Ruth Salter Wainwright (1902–1984)
Despite the dominance of Post-Impressionist-inspired landscape painting in Halifax, a few artists in the 1950s experimented with abstraction—yet none with the degree of commitment and critical success as Ruth Salter Wainwright. Throughout the 1950s and 1960s Wainwright exhibited widely in Halifax and was included in several exhibitions nationally, including touring shows organized by the National Gallery of Canada. From the 1950s to the late 1960s she was among the most prominent artists in Nova Scotia, though her career was eventually eclipsed by the rise of the Conceptual art era at the Nova Scotia College of Art and Design from 1967 onward.

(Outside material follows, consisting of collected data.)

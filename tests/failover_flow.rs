//! End-to-end failover scenarios driven through a real reconciliation
//! loop: live HTTP probes against mock health endpoints, in-memory DNS
//! provider, ticks invoked directly for determinism.

use std::net::SocketAddr;
use std::sync::atomic::{AtomicBool, Ordering};
use std::sync::Arc;

use failoverd::config::{
    DomainConfig, EndpointTarget, ProbeConfig, ThresholdConfig,
};
use failoverd::controller::{DomainRunner, StatusRegistry};
use failoverd::dns::{ProviderHandle, RecordType};
use failoverd::lifecycle::Shutdown;

mod common;

fn target(region: &str, addr: SocketAddr, priority: u32) -> EndpointTarget {
    EndpointTarget {
        region_id: region.to_string(),
        health_check_url: format!("http://{addr}/healthz"),
        dns_value: format!("lb.{region}.example.com"),
        priority,
    }
}

fn domain(targets: Vec<EndpointTarget>) -> DomainConfig {
    DomainConfig {
        name: "app.example.com".to_string(),
        record_type: RecordType::Cname,
        ttl_secs: 60,
        targets,
        thresholds: None,
    }
}

fn probe_config() -> ProbeConfig {
    ProbeConfig {
        interval_secs: 1,
        timeout_secs: 1,
        success_statuses: vec![200],
    }
}

fn thresholds() -> ThresholdConfig {
    ThresholdConfig {
        fail_threshold: 3,
        recover_threshold: 5,
    }
}

fn memory_provider() -> Arc<ProviderHandle> {
    Arc::new(ProviderHandle::Memory(
        failoverd::dns::MemoryDnsProvider::new(),
    ))
}

fn memory(provider: &ProviderHandle) -> &failoverd::dns::MemoryDnsProvider {
    match provider {
        ProviderHandle::Memory(m) => m,
        _ => panic!("expected memory provider"),
    }
}

#[tokio::test]
async fn failover_to_secondary_then_recover() {
    let primary_healthy = Arc::new(AtomicBool::new(true));
    let secondary_healthy = Arc::new(AtomicBool::new(true));
    let primary_addr = common::start_health_endpoint(primary_healthy.clone()).await;
    let secondary_addr = common::start_health_endpoint(secondary_healthy.clone()).await;

    let provider = memory_provider();
    let registry = StatusRegistry::new();
    let mut runner = DomainRunner::new(
        &domain(vec![
            target("primary", primary_addr, 20),
            target("secondary", secondary_addr, 10),
        ]),
        &probe_config(),
        thresholds(),
        Arc::clone(&provider),
        registry.clone(),
        false,
    );

    // First tick: both healthy, record created pointing at the primary.
    runner.tick().await;
    assert_eq!(runner.state().active_region_id, "primary");
    assert_eq!(
        memory(&provider).value_of("app.example.com").as_deref(),
        Some("lb.primary.example.com")
    );
    assert_eq!(memory(&provider).writes_applied(), 1);

    // Primary goes dark. Two failing ticks: below fail_threshold, no switch.
    primary_healthy.store(false, Ordering::SeqCst);
    runner.tick().await;
    runner.tick().await;
    assert_eq!(runner.state().active_region_id, "primary");
    assert_eq!(memory(&provider).writes_applied(), 1);

    // Third failure crosses the threshold: one update to the secondary.
    runner.tick().await;
    assert_eq!(runner.state().active_region_id, "secondary");
    assert_eq!(
        memory(&provider).value_of("app.example.com").as_deref(),
        Some("lb.secondary.example.com")
    );
    assert_eq!(memory(&provider).writes_applied(), 2);

    // Primary comes back. Four successes are not enough to fail back.
    primary_healthy.store(true, Ordering::SeqCst);
    for _ in 0..4 {
        runner.tick().await;
    }
    assert_eq!(runner.state().active_region_id, "secondary");
    assert_eq!(memory(&provider).writes_applied(), 2);

    // Fifth success crosses recover_threshold: one update back to primary.
    runner.tick().await;
    assert_eq!(runner.state().active_region_id, "primary");
    assert_eq!(
        memory(&provider).value_of("app.example.com").as_deref(),
        Some("lb.primary.example.com")
    );
    assert_eq!(memory(&provider).writes_applied(), 3);

    // Status surface saw both transitions.
    let status = registry.get("app.example.com").unwrap();
    assert_eq!(status.history.len(), 2);
    assert_eq!(status.history[0].to_region, "secondary");
    assert_eq!(status.history[1].to_region, "primary");
    assert!(status.dns.in_sync);
}

#[tokio::test]
async fn both_regions_down_fails_open() {
    let primary_healthy = Arc::new(AtomicBool::new(true));
    let primary_addr = common::start_health_endpoint(primary_healthy.clone()).await;
    let dead_addr = common::dead_endpoint().await;

    let provider = memory_provider();
    let registry = StatusRegistry::new();
    let mut runner = DomainRunner::new(
        &domain(vec![
            target("primary", primary_addr, 20),
            target("secondary", dead_addr, 10),
        ]),
        &probe_config(),
        thresholds(),
        Arc::clone(&provider),
        registry.clone(),
        false,
    );

    runner.tick().await;
    assert_eq!(memory(&provider).writes_applied(), 1);

    // Now every region is unhealthy: the record must stay put.
    primary_healthy.store(false, Ordering::SeqCst);
    for _ in 0..5 {
        runner.tick().await;
    }
    assert_eq!(runner.state().active_region_id, "primary");
    assert_eq!(
        memory(&provider).value_of("app.example.com").as_deref(),
        Some("lb.primary.example.com")
    );
    assert_eq!(memory(&provider).writes_applied(), 1);
}

#[tokio::test]
async fn failed_dns_write_is_retried_next_tick() {
    let healthy = Arc::new(AtomicBool::new(true));
    let addr = common::start_health_endpoint(healthy).await;

    let provider = memory_provider();
    let registry = StatusRegistry::new();
    let mut runner = DomainRunner::new(
        &domain(vec![target("primary", addr, 20)]),
        &probe_config(),
        thresholds(),
        Arc::clone(&provider),
        registry.clone(),
        false,
    );

    memory(&provider).fail_next_writes(1);

    runner.tick().await;
    assert_eq!(memory(&provider).writes_applied(), 0);
    let status = registry.get("app.example.com").unwrap();
    assert!(!status.dns.in_sync);
    assert!(status.dns.last_error.is_some());

    // Next tick carries the same desired state and the write lands.
    runner.tick().await;
    assert_eq!(memory(&provider).writes_applied(), 1);
    let status = registry.get("app.example.com").unwrap();
    assert!(status.dns.in_sync);
    assert!(status.dns.last_error.is_none());
}

#[tokio::test]
async fn dry_run_never_writes() {
    let healthy = Arc::new(AtomicBool::new(true));
    let addr = common::start_health_endpoint(healthy).await;

    let provider = memory_provider();
    let mut runner = DomainRunner::new(
        &domain(vec![target("primary", addr, 20)]),
        &probe_config(),
        thresholds(),
        Arc::clone(&provider),
        StatusRegistry::new(),
        true,
    );

    runner.tick().await;
    runner.tick().await;
    assert_eq!(memory(&provider).writes_applied(), 0);
    assert!(memory(&provider).value_of("app.example.com").is_none());
}

#[tokio::test]
async fn loop_exits_cleanly_on_shutdown() {
    let healthy = Arc::new(AtomicBool::new(true));
    let addr = common::start_health_endpoint(healthy).await;

    let provider = memory_provider();
    let runner = DomainRunner::new(
        &domain(vec![target("primary", addr, 20)]),
        &probe_config(),
        thresholds(),
        provider,
        StatusRegistry::new(),
        false,
    );

    let shutdown = Shutdown::new();
    let handle = tokio::spawn(runner.run(shutdown.subscribe()));

    tokio::time::sleep(std::time::Duration::from_millis(200)).await;
    shutdown.trigger();

    tokio::time::timeout(std::time::Duration::from_secs(5), handle)
        .await
        .expect("loop did not exit after shutdown")
        .unwrap();
}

Ruth Salter was born in 1902 in North Sydney, Nova Scotia. At the age of fifteen she became a boarder at Halifax Ladies’ College and studied with that school’s art teachers, including siblings Edith Smith (1867–1954) and Lewis Smith (1871–1926). She earned a teacher’s certificate and, concurrently, a music certificate from the Halifax Conservatory of Music. She married Inglis Wainwright in 1929.

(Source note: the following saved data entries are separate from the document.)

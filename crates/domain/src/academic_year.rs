use std::fmt::{Display, Formatter};

use semestra_core::{AppError, AppResult};
use serde::{Deserialize, Serialize};

/// Validated academic year label of the canonical form `YYYY-YYYY`.
///
/// The two years must be consecutive, e.g. `2024-2025`. Labels sort
/// chronologically through their string ordering.
#[derive(Debug, Clone, PartialEq, Eq, PartialOrd, Ord, Hash, Serialize, Deserialize)]
pub struct AcademicYearLabel(String);

impl AcademicYearLabel {
    /// Parses and validates an academic year label.
    pub fn parse(value: impl Into<String>) -> AppResult<Self> {
        let value = value.into();
        let trimmed = value.trim();

        let Some((start, end)) = trimmed.split_once('-') else {
            return Err(AppError::Validation(format!(
                "academic year label '{trimmed}' must match the YYYY-YYYY pattern"
            )));
        };

        let start_year = parse_year(start, trimmed)?;
        let end_year = parse_year(end, trimmed)?;

        if end_year != start_year + 1 {
            return Err(AppError::Validation(format!(
                "academic year label '{trimmed}' must span two consecutive years"
            )));
        }

        Ok(Self(trimmed.to_owned()))
    }

    /// Returns the first calendar year covered by the label.
    #[must_use]
    pub fn start_year(&self) -> i32 {
        // Validated at construction; a malformed label cannot exist here.
        self.0
            .split_once('-')
            .and_then(|(start, _)| start.parse().ok())
            .unwrap_or_default()
    }

    /// Returns the underlying label text.
    #[must_use]
    pub fn as_str(&self) -> &str {
        self.0.as_str()
    }
}

impl Display for AcademicYearLabel {
    fn fmt(&self, formatter: &mut Formatter<'_>) -> std::fmt::Result {
        write!(formatter, "{}", self.0)
    }
}

impl From<AcademicYearLabel> for String {
    fn from(value: AcademicYearLabel) -> Self {
        value.0
    }
}

fn parse_year(part: &str, label: &str) -> AppResult<i32> {
    if part.len() != 4 || !part.bytes().all(|byte| byte.is_ascii_digit()) {
        return Err(AppError::Validation(format!(
            "academic year label '{label}' must match the YYYY-YYYY pattern"
        )));
    }

    part.parse::<i32>().map_err(|error| {
        AppError::Validation(format!("academic year label '{label}' is not numeric: {error}"))
    })
}

#[cfg(test)]
mod tests {
    use proptest::prelude::*;

    use super::AcademicYearLabel;

    #[test]
    fn accepts_consecutive_years() {
        let label = AcademicYearLabel::parse("2024-2025").unwrap_or_else(|_| unreachable!());
        assert_eq!(label.as_str(), "2024-2025");
        assert_eq!(label.start_year(), 2024);
    }

    #[test]
    fn rejects_non_consecutive_years() {
        assert!(AcademicYearLabel::parse("2024-2026").is_err());
        assert!(AcademicYearLabel::parse("2025-2024").is_err());
        assert!(AcademicYearLabel::parse("2024-2024").is_err());
    }

    #[test]
    fn rejects_malformed_patterns() {
        for candidate in ["", "2024", "2024/2025", "24-25", "2024-202", "abcd-efgh"] {
            assert!(
                AcademicYearLabel::parse(candidate).is_err(),
                "expected '{candidate}' to be rejected"
            );
        }
    }

    #[test]
    fn labels_sort_chronologically() {
        let earlier = AcademicYearLabel::parse("2023-2024").unwrap_or_else(|_| unreachable!());
        let later = AcademicYearLabel::parse("2024-2025").unwrap_or_else(|_| unreachable!());
        assert!(earlier < later);
    }

    proptest! {
        #[test]
        fn accepts_every_consecutive_pair(start in 1000i32..9998) {
            let candidate = format!("{start}-{}", start + 1);
            let label = AcademicYearLabel::parse(candidate.as_str());
            prop_assert!(label.is_ok());
        }

        #[test]
        fn rejects_every_non_consecutive_pair(start in 1000i32..9998, offset in 2i32..50) {
            let candidate = format!("{start}-{}", start + offset);
            prop_assert!(AcademicYearLabel::parse(candidate).is_err());
        }
    }
}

By that time she was already regularly exhibiting her work in the city. She was elected a member of the Nova Scotia Society of Artists (NSSA) in 1930 and thereafter was a regular participant in that society’s annual exhibitions. In 1938 her work was included in a national tour of works by members of the Canadian Society of Painters in Water Colour, organized by the National Gallery of Canada. Throughout the 1940s Wainwright was active in the NSSA, serving as its treasurer and on the executive council. In the 1950s she began to offer painting classes in her studio, and she became an important mentor to several younger women artists in Halifax, including Aileen Meagher (1910–1987) and Carol Hoorn Fraser (1930–1991).

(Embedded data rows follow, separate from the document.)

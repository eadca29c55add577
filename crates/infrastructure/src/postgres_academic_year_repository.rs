use async_trait::async_trait;

use semestra_application::AcademicYearRepository;
use semestra_core::{AppError, AppResult, InstitutionId};
use semestra_domain::AcademicYearLabel;

use sqlx::{FromRow, PgPool};

/// PostgreSQL-backed repository for academic year listings.
#[derive(Clone)]
pub struct PostgresAcademicYearRepository {
    pool: PgPool,
}

impl PostgresAcademicYearRepository {
    /// Creates a repository with the provided connection pool.
    #[must_use]
    pub fn new(pool: PgPool) -> Self {
        Self { pool }
    }
}

#[derive(Debug, FromRow)]
struct YearRow {
    label: String,
}

#[async_trait]
impl AcademicYearRepository for PostgresAcademicYearRepository {
    async fn list_years(
        &self,
        institution_id: InstitutionId,
    ) -> AppResult<Vec<AcademicYearLabel>> {
        let rows = sqlx::query_as::<_, YearRow>(
            r#"
            SELECT label
            FROM academic_years
            WHERE institution_id = $1
            ORDER BY label ASC
            "#,
        )
        .bind(institution_id.as_uuid())
        .fetch_all(&self.pool)
        .await
        .map_err(|error| {
            AppError::Fetch(format!(
                "failed to load academic years for institution '{institution_id}': {error}"
            ))
        })?;

        rows.into_iter()
            .map(|row| {
                AcademicYearLabel::parse(row.label.as_str()).map_err(|error| {
                    AppError::Internal(format!(
                        "invalid academic year label stored for institution '{institution_id}': {error}"
                    ))
                })
            })
            .collect()
    }

    async fn insert_year(
        &self,
        institution_id: InstitutionId,
        label: &AcademicYearLabel,
    ) -> AppResult<()> {
        let result = sqlx::query(
            r#"
            INSERT INTO academic_years (institution_id, label)
            VALUES ($1, $2)
            "#,
        )
        .bind(institution_id.as_uuid())
        .bind(label.as_str())
        .execute(&self.pool)
        .await;

        match result {
            Ok(_) => Ok(()),
            Err(error) => {
                if let sqlx::Error::Database(database_error) = &error
                    && database_error.code().as_deref() == Some("23505")
                {
                    return Err(AppError::Conflict(format!(
                        "academic year '{label}' already exists for institution '{institution_id}'"
                    )));
                }

                Err(AppError::Fetch(format!(
                    "failed to insert academic year '{label}' for institution '{institution_id}': {error}"
                )))
            }
        }
    }
}

#[cfg(test)]
mod tests;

Wainwright made an important turn in her practice in 1953, when she—and Aileen Meagher—attended the summer art school in Provincetown, Massachusetts, run by renowned Abstract Expressionist Hans Hofmann (1880–1966). As art historian Sandra Paikowsky writes, “Hofmann’s emphasis on the formal principles of systematic picture-making and the structural dynamic of colour offered these artists not only new pictorial means, but a new sense of professionalism.” Wainwright returned to Provincetown in the summer of 1955, and for the rest of her career she would embrace Hofmann’s tenets, becoming one of the few artists in Atlantic Canada to “explore the new territory: abstraction.” Geometric and reserved, her approach to abstraction was rational, eschewing the emotiveness of the Abstract Expressionists. She never wholly abandoned representation, basing her compositions in observed qualities of the world around her without trying to record those impressions in any sort of realistic manner.
Wainwright’s change in approach brought her increasing success. In 1957 Wainwright was included in the Second Biennial of Canadian Art at the National Gallery of Canada, and in 1961 she “became both the only woman and the only Nova Scotian” included in the touring National Gallery of Canada exhibition, Six East Coast Painters. Wainwright continued to make work and exhibit into her eighties. In 1982 the Art Gallery of Nova Scotia mounted a full career retrospective of her work.